TASK STATEMENT ▸ Copy out each line below exactly as it appears.

Data items:
►

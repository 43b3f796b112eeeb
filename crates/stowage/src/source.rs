//! Title API collaborator: metadata documents, top manifests and child playlists.

use std::sync::OnceLock;

use async_trait::async_trait;
use reqwest::Client;
use reqwest::header::{HeaderMap, HeaderName, HeaderValue};
use tracing::{debug, instrument};
use url::Url;

use crate::config::ApiConfig;
use crate::error::{Result, StowageError};
use crate::metadata::Metadata;

/// A playlist body together with the URL it was served from, which is the
/// base for resolving its relative references.
#[derive(Debug, Clone, PartialEq, Eq)]
pub struct RemotePlaylist {
    pub url: Url,
    pub body: String,
}

#[async_trait]
pub trait TitleSource: Send + Sync {
    async fn fetch_metadata(&self, title_id: &str) -> Result<Metadata>;

    /// Fetches the top manifest of a title. `metadata` is the document
    /// returned by [`TitleSource::fetch_metadata`] for the same title.
    async fn fetch_manifest(&self, title_id: &str, metadata: &Metadata) -> Result<RemotePlaylist>;

    /// Fetches a child playlist referenced from a top manifest.
    async fn fetch_playlist(&self, url: &Url) -> Result<RemotePlaylist>;
}

/// Installs the process-wide rustls crypto provider once.
pub fn install_rustls_provider() {
    static PROVIDER_INSTALLED: OnceLock<()> = OnceLock::new();
    PROVIDER_INSTALLED.get_or_init(|| {
        if let Err(e) = rustls::crypto::aws_lc_rs::default_provider().install_default() {
            // Can happen if another crate installed it first.
            debug!(existing_provider = ?e, "rustls CryptoProvider already installed");
        }
    });
}

/// Builds the HTTP client shared by the API source and the HTTP transfer.
pub fn build_client(config: &ApiConfig) -> Result<Client> {
    install_rustls_provider();

    let mut headers = HeaderMap::new();
    for (name, value) in &config.headers {
        let name = HeaderName::from_bytes(name.as_bytes())
            .map_err(|e| StowageError::configuration(format!("header name `{name}`: {e}")))?;
        let value = HeaderValue::from_str(value)
            .map_err(|e| StowageError::configuration(format!("header `{name}`: {e}")))?;
        headers.insert(name, value);
    }
    if let Some(referer) = &config.referer {
        let value = HeaderValue::from_str(referer)
            .map_err(|e| StowageError::configuration(format!("referer: {e}")))?;
        headers.insert(reqwest::header::REFERER, value);
    }

    Client::builder()
        .user_agent(config.user_agent.clone())
        .default_headers(headers)
        .connect_timeout(config.timeout)
        .build()
        .map_err(StowageError::from)
}

/// [`TitleSource`] backed by a JSON API over HTTP.
pub struct HttpTitleSource {
    client: Client,
    base_url: Url,
    config: ApiConfig,
}

impl HttpTitleSource {
    pub fn new(client: Client, config: ApiConfig) -> Result<Self> {
        let raw = config
            .base_url
            .as_deref()
            .ok_or_else(|| StowageError::configuration("api.base_url is not set"))?;
        let mut base_url =
            Url::parse(raw).map_err(|e| StowageError::invalid_url(raw, e.to_string()))?;
        // `join` replaces the last path segment unless the base ends with '/'.
        if !base_url.path().ends_with('/') {
            let path = format!("{}/", base_url.path());
            base_url.set_path(&path);
        }
        Ok(Self {
            client,
            base_url,
            config,
        })
    }

    fn metadata_url(&self, title_id: &str) -> Result<Url> {
        let path = self.config.metadata_path.replace("{id}", title_id);
        self.base_url
            .join(path.trim_start_matches('/'))
            .map_err(|e| StowageError::invalid_url(path, e.to_string()))
    }

    async fn get(&self, url: &Url, operation: &'static str) -> Result<reqwest::Response> {
        let response = self
            .client
            .get(url.clone())
            .timeout(self.config.timeout)
            .send()
            .await?;
        let status = response.status();
        if !status.is_success() {
            return Err(StowageError::http_status(status, url.as_str(), operation));
        }
        Ok(response)
    }

    async fn get_playlist(&self, url: &Url, operation: &'static str) -> Result<RemotePlaylist> {
        let response = self.get(url, operation).await?;
        // Redirects change the base for relative references.
        let final_url = response.url().clone();
        let body = response.text().await?;
        Ok(RemotePlaylist {
            url: final_url,
            body,
        })
    }
}

#[async_trait]
impl TitleSource for HttpTitleSource {
    #[instrument(skip(self))]
    async fn fetch_metadata(&self, title_id: &str) -> Result<Metadata> {
        let url = self.metadata_url(title_id)?;
        debug!(url = %url, "Fetching title metadata");
        let bytes = self.get(&url, "fetching metadata").await?.bytes().await?;
        Metadata::from_slice(&bytes)
    }

    #[instrument(skip(self, metadata))]
    async fn fetch_manifest(&self, title_id: &str, metadata: &Metadata) -> Result<RemotePlaylist> {
        let field = &self.config.manifest_url_field;
        let raw = metadata.require_string(field)?;
        let url = self
            .base_url
            .join(raw)
            .map_err(|e| StowageError::invalid_url(raw, e.to_string()))?;
        debug!(url = %url, "Fetching top manifest");
        self.get_playlist(&url, "fetching top manifest").await
    }

    async fn fetch_playlist(&self, url: &Url) -> Result<RemotePlaylist> {
        debug!(url = %url, "Fetching child playlist");
        self.get_playlist(url, "fetching child playlist").await
    }
}

/// Resolves a playlist reference against the URL of the playlist containing it.
pub fn resolve_reference(base: &Url, reference: &str) -> Result<Url> {
    base.join(reference.trim())
        .map_err(|e| StowageError::invalid_url(reference, e.to_string()))
}

#[cfg(test)]
mod tests {
    use super::*;

    fn source(base: &str, path: &str) -> HttpTitleSource {
        let config = ApiConfig {
            base_url: Some(base.to_string()),
            metadata_path: path.to_string(),
            ..Default::default()
        };
        let client = build_client(&config).unwrap();
        HttpTitleSource::new(client, config).unwrap()
    }

    #[test]
    fn test_metadata_url_template() {
        let src = source("https://api.example.com/v2", "/titles/{id}/info");
        assert_eq!(
            src.metadata_url("1234").unwrap().as_str(),
            "https://api.example.com/v2/titles/1234/info"
        );
    }

    #[test]
    fn test_missing_base_url() {
        let config = ApiConfig::default();
        let client = build_client(&config).unwrap();
        let result = HttpTitleSource::new(client, config);
        assert!(matches!(result, Err(StowageError::Configuration { .. })));
    }

    #[test]
    fn test_resolve_reference() {
        let base = Url::parse("https://cdn.example.com/t/1/playlist.m3u8?sig=a").unwrap();
        assert_eq!(
            resolve_reference(&base, "vp9_720p/video.m3u8").unwrap().as_str(),
            "https://cdn.example.com/t/1/vp9_720p/video.m3u8"
        );
        assert_eq!(
            resolve_reference(&base, "https://other.example.com/x.m3u8")
                .unwrap()
                .as_str(),
            "https://other.example.com/x.m3u8"
        );
    }
}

◄

FINISHED EXERCISE ▸
repository 43b3f796b112eeeb
filename crates/stowage/src/source.rs
//! Title API collaborator: metadata documents, top manifests and child playlists.

use std::sync::OnceLock;

use async_trait::async_trait;
use reqwest::Client;
use reqwest::header::{HeaderMap, HeaderName, HeaderValue};
use tracing::{debug, instrument};
use url::Url;

use crate::config::ApiConfig;
use crate::error::{Result, StowageError};
use crate::metadata::Metadata;

/// A playlist body together with the URL it was served from, which is the
/// base for resolving its relative references.
#[derive(Debug, Clone, PartialEq, Eq)]
pub struct RemotePlaylist {
    pub url: Url,
    pub body: String,
}

#[async_trait]
pub trait TitleSource: Send + Sync {
    async fn fetch_metadata(&self, title_id: &str) -> Result<Metadata>;

    /// Fetches the top manifest of a title. `metadata` is the document
    /// returned by [`TitleSource::fetch_metadata`] for the same title.
    async fn fetch_manifest(&self, title_id: &str, metadata: &Metadata) -> Result<RemotePlaylist>;

    /// Fetches a child playlist referenced from a top manifest.
    async fn fetch_playlist(&self, url: &Url) -> Result<RemotePlaylist>;
}

/// Installs the process-wide rustls crypto provider once.
pub fn install_rustls_provider() {
    static PROVIDER_INSTALLED: OnceLock<()> = OnceLock::new();
    PROVIDER_INSTALLED.get_or_init(|| {
        if let Err(e) = rustls::crypto::aws_lc_rs::default_provider().install_default() {
            // Can happen if another crate installed it first.
            debug!(existing_provider = ?e, "rustls CryptoProvider already installed");
        }
    });
}

/// Builds the HTTP client shared by the API source and the HTTP transfer.
pub fn build_client(config: &ApiConfig) -> Result<Client> {
    install_rustls_provider();

    let mut headers = HeaderMap::new();
    for (name, value) in &config.headers {
        let name = HeaderName::from_bytes(name.as_bytes())
            .map_err(|e| StowageError::configuration(format!("header name `{name}`: {e}")))?;
        let value = HeaderValue::from_str(value)
            .map_err(|e| StowageError::configuration(format!("header `{name}`: {e}")))?;
        headers.insert(name, value);
    }
    if let Some(referer) = &config.referer {
        let value = HeaderValue::from_str(referer)
            .map_err(|e| StowageError::configuration(format!("referer: {e}")))?;
        headers.insert(reqwest::header::REFERER, value);
    }

    Client::builder()
        .user_agent(config.user_agent.clone())
        .default_headers(headers)
        .connect_timeout(config.timeout)
        .build()
        .map_err(StowageError::from)
}

/// [`TitleSource`] backed by a JSON API over HTTP.
pub struct HttpTitleSource {
    client: Client,
    base_url: Url,
    config: ApiConfig,
}

impl HttpTitleSource {
    pub fn new(client: Client, config: ApiConfig) -> Result<Self> {
        let raw = config
            .base_url
            .as_deref()
            .ok_or_else(|| StowageError::configuration("api.base_url is not set"))?;
        let mut base_url =
            Url::parse(raw).map_err(|e| StowageError::invalid_url(raw, e.to_string()))?;
        // `join` replaces the last path segment unless the base ends with '/'.
        if !base_url.path().ends_with('/') {
            let path = format!("{}/", base_url.path());
            base_url.set_path(&path);
        }
        Ok(Self {
            client,
            base_url,
            config,
        })
    }

    fn metadata_url(&self, title_id: &str) -> Result<Url> {
        let path = self.config.metadata_path.replace("{id}", title_id);
        self.base_url
            .join(path.trim_start_matches('/'))
            .map_err(|e| StowageError::invalid_url(path, e.to_string()))
    }

    async fn get(&self, url: &Url, operation: &'static str) -> Result<reqwest::Response> {
        let response = self
            .client
            .get(url.clone())
            .timeout(self.config.timeout)
            .send()
            .await?;
        let status = response.status();
        if !status.is_success() {
            return Err(StowageError::http_status(status, url.as_str(), operation));
        }
        Ok(response)
    }

    async fn get_playlist(&self, url: &Url, operation: &'static str) -> Result<RemotePlaylist> {
        let response = self.get(url, operation).await?;
        // Redirects change the base for relative references.
        let final_url = response.url().clone();
        let body = response.text().await?;
        Ok(RemotePlaylist {
            url: final_url,
            body,
        })
    }
}

#[async_trait]
impl TitleSource for HttpTitleSource {
    #[instrument(skip(self))]
    async fn fetch_metadata(&self, title_id: &str) -> Result<Metadata> {
        let url = self.metadata_url(title_id)?;
        debug!(url = %url, "Fetching title metadata");
        let bytes = self.get(&url, "fetching metadata").await?.bytes().await?;
        Metadata::from_slice(&bytes)
    }

    #[instrument(skip(self, metadata))]
    async fn fetch_manifest(&self, title_id: &str, metadata: &Metadata) -> Result<RemotePlaylist> {
        let field = &self.config.manifest_url_field;
        let raw = metadata.require_string(field)?;
        let url = self
            .base_url
            .join(raw)
            .map_err(|e| StowageError::invalid_url(raw, e.to_string()))?;
        debug!(url = %url, "Fetching top manifest");
        self.get_playlist(&url, "fetching top manifest").await
    }

    async fn fetch_playlist(&self, url: &Url) -> Result<RemotePlaylist> {
        debug!(url = %url, "Fetching child playlist");
        self.get_playlist(url, "fetching child playlist").await
    }
}

/// Resolves a playlist reference against the URL of the playlist containing it.
pub fn resolve_reference(base: &Url, reference: &str) -> Result<Url> {
    base.join(reference.trim())
        .map_err(|e| StowageError::invalid_url(reference, e.to_string()))
}

#[cfg(test)]
mod tests {
    use super::*;

    fn source(base: &str, path: &str) -> HttpTitleSource {
        let config = ApiConfig {
            base_url: Some(base.to_string()),
            metadata_path: path.to_string(),
            ..Default::default()
        };
        let client = build_client(&config).unwrap();
        HttpTitleSource::new(client, config).unwrap()
    }

    #[test]
    fn test_metadata_url_template() {
        let src = source("https://api.example.com/v2", "/titles/{id}/info");
        assert_eq!(
            src.metadata_url("1234").unwrap().as_str(),
            "https://api.example.com/v2/titles/1234/info"
        );
    }

    #[test]
    fn test_missing_base_url() {
        let config = ApiConfig::default();
        let client = build_client(&config).unwrap();
        let result = HttpTitleSource::new(client, config);
        assert!(matches!(result, Err(StowageError::Configuration { .. })));
    }

    #[test]
    fn test_resolve_reference() {
        let base = Url::parse("https://cdn.example.com/t/1/playlist.m3u8?sig=a").unwrap();
        assert_eq!(
            resolve_reference(&base, "vp9_720p/video.m3u8").unwrap().as_str(),
            "https://cdn.example.com/t/1/vp9_720p/video.m3u8"
        );
        assert_eq!(
            resolve_reference(&base, "https://other.example.com/x.m3u8")
                .unwrap()
                .as_str(),
            "https://other.example.com/x.m3u8"
        );
    }
}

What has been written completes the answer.